Es war alles beängstigend vertraut.
Er legte die Hände auf ihre Schultern, schwankte einen Schwindel erregenden Moment lang, ob er sie näher an sich ziehen oder wegstoßen sollte. Schließlich wich er selbst ein Stück zurück und hielt sie in Armeslänge von sich entfernt.
Sie war schön. Sie war erregt. Und sie war, wie er sich rasch einredete, eine Fremde für ihn. Er legte den Kopf zur Seite, entschlossen, die Situation in den Griff zu bekommen.
»Ein wirklich gastfreundliches Land.«
Er sah das Flackern in ihren Augen, die dunkle Trauer, die aufflammende Enttäuschung. Doch er konnte nicht wissen, wie tief ihr diese Trauer, diese Enttäuschung ins Herz schnitt.

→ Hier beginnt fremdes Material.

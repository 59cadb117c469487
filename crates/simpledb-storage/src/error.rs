//! Storage and execution error types.

use simpledb_core::SqlSyntaxError;

/// Raised for anything that isn't strictly a constraint violation: unknown
/// tables/columns, malformed catalog state, unsupported statement shapes,
/// type mismatches, and I/O failures.
#[derive(Debug, thiserror::Error)]
pub enum ExecutionError {
    #[error("table not found: {0}")]
    TableNotFound(String),

    #[error("table already exists: {0}")]
    TableAlreadyExists(String),

    #[error("index already exists: {0}")]
    IndexAlreadyExists(String),

    #[error("column not found: {table}.{column}")]
    ColumnNotFound { table: String, column: String },

    #[error("unknown column in {context}: {table}.{column}")]
    UnknownColumn {
        context: &'static str,
        table: String,
        column: String,
    },

    #[error("duplicate column name in CREATE TABLE")]
    DuplicateColumnName,

    #[error("column name {0} is reserved for heap record metadata")]
    ReservedColumnName(String),

    #[error("only one PRIMARY KEY column is supported in this phase")]
    MultiplePrimaryKeys,

    #[error("unsupported type: {0}")]
    UnsupportedType(String),

    #[error("VARCHAR requires exactly one positive length parameter, e.g. VARCHAR(255)")]
    InvalidVarcharParams,

    #[error("type {0} does not accept parameters")]
    TypeAcceptsNoParams(String),

    #[error("type error: {table}.{column} expects {expected}")]
    TypeMismatch {
        table: String,
        column: String,
        expected: &'static str,
    },

    #[error("{context}: column qualifier {qualifier}.{column} does not match {table}")]
    QualifierMismatch {
        context: &'static str,
        qualifier: String,
        column: String,
        table: String,
    },

    #[error("JOIN not implemented yet")]
    JoinNotImplemented,

    #[error("corrupt record in {path}: {source}")]
    CorruptRecord {
        path: String,
        #[source]
        source: serde_json::Error,
    },

    #[error("corrupt record in {path}: not a JSON object")]
    RecordNotAnObject { path: String },

    #[error("{0}")]
    Syntax(#[from] SqlSyntaxError),

    #[error("I/O error: {0}")]
    Io(#[from] std::io::Error),

    #[error("catalog serialization error: {0}")]
    Serialization(#[from] serde_json::Error),
}

/// Raised when a batch of candidate rows violates PRIMARY KEY, UNIQUE, or
/// NOT NULL. Kept distinct from [`ExecutionError`] so callers can tell
/// "your statement is malformed" apart from "your data violates a
/// constraint".
#[derive(Debug, thiserror::Error)]
pub enum ConstraintError {
    #[error("PRIMARY KEY column cannot be NULL: {table}.{column}")]
    PrimaryKeyNull { table: String, column: String },

    #[error("NOT NULL constraint failed: {table}.{column}")]
    NotNull { table: String, column: String },

    #[error("PRIMARY KEY constraint failed: duplicate value {value} for {table}.{column}")]
    DuplicatePrimaryKey {
        table: String,
        column: String,
        value: String,
    },

    #[error("PRIMARY KEY constraint failed: duplicate value {value} within UPDATE/INSERT batch")]
    DuplicatePrimaryKeyInBatch { value: String },

    #[error("UNIQUE constraint failed: duplicate value {value} for {table}.{column}")]
    DuplicateUnique {
        table: String,
        column: String,
        value: String,
    },

    #[error("UNIQUE constraint failed: duplicate value {value} within UPDATE/INSERT batch for {table}.{column}")]
    DuplicateUniqueInBatch {
        table: String,
        column: String,
        value: String,
    },
}

/// Aggregate error for everything the storage and execution layers can
/// raise, wrapping [`ExecutionError`] and [`ConstraintError`] so callers of
/// [`crate::database::Database`] only need to match on one type.
#[derive(Debug, thiserror::Error)]
pub enum Error {
    #[error(transparent)]
    Execution(#[from] ExecutionError),

    #[error(transparent)]
    Constraint(#[from] ConstraintError),

    #[error(transparent)]
    Syntax(#[from] SqlSyntaxError),
}

pub type Result<T> = std::result::Result<T, Error>;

Er ist da, sagte sie sich. Er ist gekommen. Und das ist im Moment das Wichtigste. »Ja, stimmt.« Sie schenkte ihm ein Lächeln, ließ ihre Finger noch eine Sekunde in seinem Haar verweilen, ehe sie die Hände senkte. »Willkommen in Irland und in der Burg der Geheimnisse.«
Er sah zu den Ruinen hinüber. »Ist das der Name der Burg?«
»Das ist der Name, den sie jetzt trägt.« Sie musste an sich halten, um ihn nicht mit den Augen zu verschlingen, jeden Zentimeter von ihm. Stattdessen machte sie eine einladende Handbewegung, wie man es bei einem zufällig vorbeikommenden Wanderer tun würde. »Du hast einen weiten Weg hinter dir. Tritt ein und setz dich an mein Feuer.« Sie lächelte ihn an. »Wärm dich bei einer Tasse Tee mit Whiskey auf.«
»Du kennst mich nicht.« Er ließ das wie eine Feststellung klingen, nicht wie eine Frage. Musste das tun.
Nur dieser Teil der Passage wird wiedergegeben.